Archive for August, 2009


Seri sez: At the risk of being blacklisted…

August 27, 2009

Do you feel lucky, punk?I have been extremely hesitant to pen this post, because I have a feeling that it’s going to get me/us in trouble. You see… World of Snarkcraft has enjoyed a pretty friendly relationship with WoW Insider over the last year. They’ve long been a great source of inspiration and information, not to mention blog promotion–as any blogger who has ever been linked on The Daily Quest can attest. (How many of our readers found us via WoW Insider? I’m willing to bet a lot.)

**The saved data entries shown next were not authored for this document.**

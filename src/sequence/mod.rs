//! Playback policies on top of the tween runner.
//!
//! [`preview`] plays one element at a time while editing and reverts it afterwards.
//! [`presentation`] drives a whole slide: automatic elements on entry, click-gated elements one
//! per click in click order.

pub mod presentation;
pub mod preview;

use crate::animation::playback::{self, Target};
use crate::animation::preset::{AnimationPreset, PresetOptions, PresetRegistry};
use crate::animation::tween::CancelHandle;
use crate::deck::{ElementData, resolve_original_state};
use crate::engine::EngineOpts;
use crate::foundation::error::{MotionError, MotionResult};
use crate::scene::SceneGraph;
use crate::scheduler::Scheduler;

/// Collaborators a sequencer needs for one call.
#[derive(Clone, Copy)]
pub struct PlaybackCtx<'a> {
    pub scheduler: &'a Scheduler,
    pub registry: &'a PresetRegistry,
    pub scene: &'a dyn SceneGraph,
    pub opts: &'a EngineOpts,
}

/// One element's animation, resolved and checked without touching the node.
pub(crate) struct Staged {
    pub(crate) preset: &'static AnimationPreset,
    pub(crate) target: Target,
    pub(crate) options: PresetOptions,
    pub(crate) duration_ms: f64,
}

/// Resolve preset, applicability, node and original state for `element`.
///
/// Fails without side effects, so callers can decline before cancelling anything.
pub(crate) fn stage(
    ctx: &PlaybackCtx<'_>,
    element: &ElementData,
    preset_id: &str,
) -> MotionResult<Staged> {
    let preset = ctx.registry.lookup(preset_id)?;
    ctx.registry.ensure_applicable(preset, element.kind)?;
    let node = ctx
        .scene
        .find_node(&element.id)
        .ok_or_else(|| MotionError::node_not_found(&element.id))?;

    let config = element.animation.as_ref();
    let duration_secs = config.map_or(preset.default_duration_secs, |c| c.duration_secs);
    let options = config.map(|c| c.options()).unwrap_or_default();
    let text = element.text.clone().or_else(|| node.borrow().text());

    Ok(Staged {
        preset,
        target: Target {
            node,
            original: resolve_original_state(element),
            text,
        },
        options,
        duration_ms: preset.effective_duration_ms(duration_secs, ctx.opts.min_duration_ms),
    })
}

impl Staged {
    /// Snap to the original state, then into the preset's setup state.
    pub(crate) fn reset_and_setup(&self) {
        self.target.restore();
        playback::setup(self.preset, &self.target, self.options);
    }

    pub(crate) fn play(
        &self,
        scheduler: &Scheduler,
        on_complete: impl FnOnce() + 'static,
    ) -> CancelHandle {
        tracing::debug!(
            preset = self.preset.id,
            duration_ms = self.duration_ms,
            "starting playback"
        );
        playback::play(
            scheduler,
            self.preset,
            &self.target,
            self.options,
            self.duration_ms,
            on_complete,
        )
    }
}

/// Log a failed playback the way the editor expects: applicability as a notice, the rest as
/// benign races.
pub(crate) fn log_declined(element_id: &str, err: &MotionError) {
    if err.is_user_facing() {
        tracing::info!(element = element_id, %err, "animation declined");
    } else {
        tracing::warn!(element = element_id, %err, "animation skipped");
    }
}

Their readership is huge; I would venture to say that they are probably the most popular WoW news blog in the US (can’t speak for global readership, as I haven’t ever gone looking for blogs in other geos), syndicated and translated by dozens of other sites around the world. Therefore, it is with no small amount of wariness that this David looks up at this Goliath, shaking a tiny fist at the sky.

Rabble rabble.

Ok, here’s the thing: WoW Insider’s BlizzCon coverage gave me a migraine.

Now, don’t get me wrong. They were there… feet on the ground, asses in chairs… they saw it, they reported it, we read it. Good for them. The problem? Constant regurgitation. All. Weekend. Long.

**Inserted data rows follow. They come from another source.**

//! Tween runner.
//!
//! A property tween samples wall-clock time once per frame, so its duration holds under any
//! frame rate. The typewriter procedure runs on a fixed interval instead. Both hand back a
//! [`CancelHandle`]; completion callbacks run exactly once and never after a cancel.

use crate::animation::ease::Ease;
use crate::animation::preset::PropertySpec;
use crate::foundation::core::lerp;
use crate::scene::NodeHandle;
use crate::scheduler::{Scheduler, TaskId};
use std::cell::RefCell;
use std::rc::Rc;
use unicode_segmentation::UnicodeSegmentation;

/// Continuation invoked once when playback reaches its end.
pub type OnComplete = Box<dyn FnOnce()>;

#[derive(Clone, Copy, Debug, PartialEq, Eq)]
pub enum PlaybackStatus {
    Running,
    Completed,
    Cancelled,
}

#[derive(Debug)]
struct HandleState {
    status: PlaybackStatus,
    progress: f64,
    evaluations: u64,
    task: Option<TaskId>,
}

/// Shared handle to a running tween or procedure.
///
/// `cancel` stops scheduling immediately and is a no-op once the playback has completed or was
/// already cancelled. The node keeps whatever values it had; reverting is the caller's job.
#[derive(Clone, Debug)]
pub struct CancelHandle {
    scheduler: Scheduler,
    state: Rc<RefCell<HandleState>>,
}

impl CancelHandle {
    fn new(scheduler: &Scheduler) -> Self {
        Self {
            scheduler: scheduler.clone(),
            state: Rc::new(RefCell::new(HandleState {
                status: PlaybackStatus::Running,
                progress: 0.0,
                evaluations: 0,
                task: None,
            })),
        }
    }

    pub fn cancel(&self) {
        let task = {
            let mut state = self.state.borrow_mut();
            if state.status != PlaybackStatus::Running {
                return;
            }
            state.status = PlaybackStatus::Cancelled;
            state.task.take()
        };
        if let Some(task) = task {
            self.scheduler.cancel(task);
        }
    }

    pub fn status(&self) -> PlaybackStatus {
        self.state.borrow().status
    }

    pub fn is_running(&self) -> bool {
        self.status() == PlaybackStatus::Running
    }

    /// Linear progress in `[0, 1]` at the last evaluation.
    pub fn progress(&self) -> f64 {
        self.state.borrow().progress
    }

    /// Frames (tween) or interval firings (procedure) evaluated so far.
    pub fn evaluations(&self) -> u64 {
        self.state.borrow().evaluations
    }

    fn set_task(&self, task: TaskId) {
        self.state.borrow_mut().task = Some(task);
    }

    fn record(&self, progress: f64) {
        let mut state = self.state.borrow_mut();
        state.progress = progress;
        state.evaluations += 1;
    }

    /// Mark completion. Returns `false` if the handle was cancelled meanwhile.
    fn complete(&self) -> bool {
        let mut state = self.state.borrow_mut();
        if state.status != PlaybackStatus::Running {
            return false;
        }
        state.status = PlaybackStatus::Completed;
        state.task = None;
        true
    }
}

struct TweenState {
    handle: CancelHandle,
    node: NodeHandle,
    specs: Vec<PropertySpec>,
    start_ms: f64,
    duration_ms: f64,
    ease: Ease,
    on_complete: Option<OnComplete>,
}

/// Interpolate `specs` on `node` over `duration_ms` of wall-clock time.
///
/// The first evaluation happens on the next frame. A zero duration completes on that frame.
pub fn start(
    scheduler: &Scheduler,
    node: NodeHandle,
    specs: Vec<PropertySpec>,
    duration_ms: f64,
    ease: Ease,
    on_complete: impl FnOnce() + 'static,
) -> CancelHandle {
    let handle = CancelHandle::new(scheduler);
    let state = Rc::new(RefCell::new(TweenState {
        handle: handle.clone(),
        node,
        specs,
        start_ms: scheduler.now_ms(),
        duration_ms: if duration_ms.is_finite() {
            duration_ms.max(0.0)
        } else {
            0.0
        },
        ease,
        on_complete: Some(Box::new(on_complete)),
    }));
    schedule_frame(scheduler, state);
    handle
}

fn schedule_frame(scheduler: &Scheduler, state: Rc<RefCell<TweenState>>) {
    let handle = state.borrow().handle.clone();
    let task = scheduler.request_frame(move |now_ms| on_frame(&state, now_ms));
    handle.set_task(task);
}

fn on_frame(state: &Rc<RefCell<TweenState>>, now_ms: f64) {
    let mut st = state.borrow_mut();
    if !st.handle.is_running() {
        return;
    }

    let progress = if st.duration_ms <= 0.0 {
        1.0
    } else {
        ((now_ms - st.start_ms) / st.duration_ms).clamp(0.0, 1.0)
    };
    let eased = st.ease.apply(progress);
    {
        let mut node = st.node.borrow_mut();
        for spec in &st.specs {
            node.set_property(spec.property, lerp(spec.from, spec.to, eased));
        }
        node.request_repaint();
    }
    st.handle.record(progress);

    if progress >= 1.0 {
        let done = if st.handle.complete() {
            st.on_complete.take()
        } else {
            None
        };
        drop(st);
        if let Some(done) = done {
            done();
        }
    } else {
        let scheduler = st.handle.scheduler.clone();
        drop(st);
        schedule_frame(&scheduler, state.clone());
    }
}

struct TypewriterState {
    handle: CancelHandle,
    node: NodeHandle,
    text: String,
    // Byte offset just past each grapheme.
    ends: Vec<usize>,
    revealed: usize,
    on_complete: Option<OnComplete>,
}

/// Reveal `text` one grapheme every `duration_ms / grapheme_count`.
///
/// The node's text is expected to be cleared by the preset setup. Empty text completes on the
/// next scheduler turn.
pub fn start_typewriter(
    scheduler: &Scheduler,
    node: NodeHandle,
    text: &str,
    duration_ms: f64,
    on_complete: impl FnOnce() + 'static,
) -> CancelHandle {
    let handle = CancelHandle::new(scheduler);
    let ends: Vec<usize> = text
        .grapheme_indices(true)
        .map(|(i, g)| i + g.len())
        .collect();

    if ends.is_empty() {
        let h = handle.clone();
        let task = scheduler.set_timeout(0.0, move || {
            h.record(1.0);
            if h.complete() {
                on_complete();
            }
        });
        handle.set_task(task);
        return handle;
    }

    let interval_ms = duration_ms / ends.len() as f64;
    let state = Rc::new(RefCell::new(TypewriterState {
        handle: handle.clone(),
        node,
        text: text.to_owned(),
        ends,
        revealed: 0,
        on_complete: Some(Box::new(on_complete)),
    }));
    let task = scheduler.set_interval(interval_ms, move || on_interval(&state));
    handle.set_task(task);
    handle
}

fn on_interval(state: &Rc<RefCell<TypewriterState>>) {
    let mut st = state.borrow_mut();
    if !st.handle.is_running() {
        return;
    }

    st.revealed = (st.revealed + 1).min(st.ends.len());
    let shown = st.revealed;
    let total = st.ends.len();
    {
        let end = st.ends[shown - 1];
        let mut node = st.node.borrow_mut();
        node.set_text(&st.text[..end]);
        node.request_repaint();
    }
    st.handle.record(shown as f64 / total as f64);

    if shown < total {
        return;
    }

    let task = st.handle.state.borrow().task;
    let done = if st.handle.complete() {
        st.on_complete.take()
    } else {
        None
    };
    let scheduler = st.handle.scheduler.clone();
    drop(st);
    if let Some(task) = task {
        scheduler.cancel(task);
    }
    if let Some(done) = done {
        done();
    }
}

#[cfg(test)]
#[path = "../../tests/unit/animation/tween.rs"]
mod tests;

Also, they repeated themselves.

(See what I did there?)

There was a live blog post for the important WoW-related panels, wherein they harvested, time stamped and bullet pointed every factoid spoken by the developers… and then they proceeded to make a billion individual posts repeating this information. The same information, I remind you, but with more words around it. Well-meaning words, but useless words. It’s not entirely their fault.. I mean, there was only so much information to report. But did it really have to be reported multiple times, toted as if it were breaking news? Seriously?

I complained about this to Mr. Seri on Saturday and he looked at me funny. Less than 24 hours later, he told me I’d ruined WoW Insider for him because he hadn’t really stopped to think about it until I pointed it out. Hopefully the same is not true for you, dear readers, because if so I’m pretty sure I’ll be off the WoW Insider winter holiday mailing list. (Which would be a pity, because they have awesome fruitcake.)


Jov sez: Parting is Such Sweet Sorrow

August 25, 2009

With the announcements of Blizzcon, I shall be officially-officially retiring Jov (as opposed to the kinda retiring I’m doing now while dabbling with the resto shammy) in order to…

gnomepresitomg omg omg omg omg omg omg

Ahem.  That is all.  Gnomepriests, how awesome is that?!

(My gnomepriest is totally gonna have better hair, though…)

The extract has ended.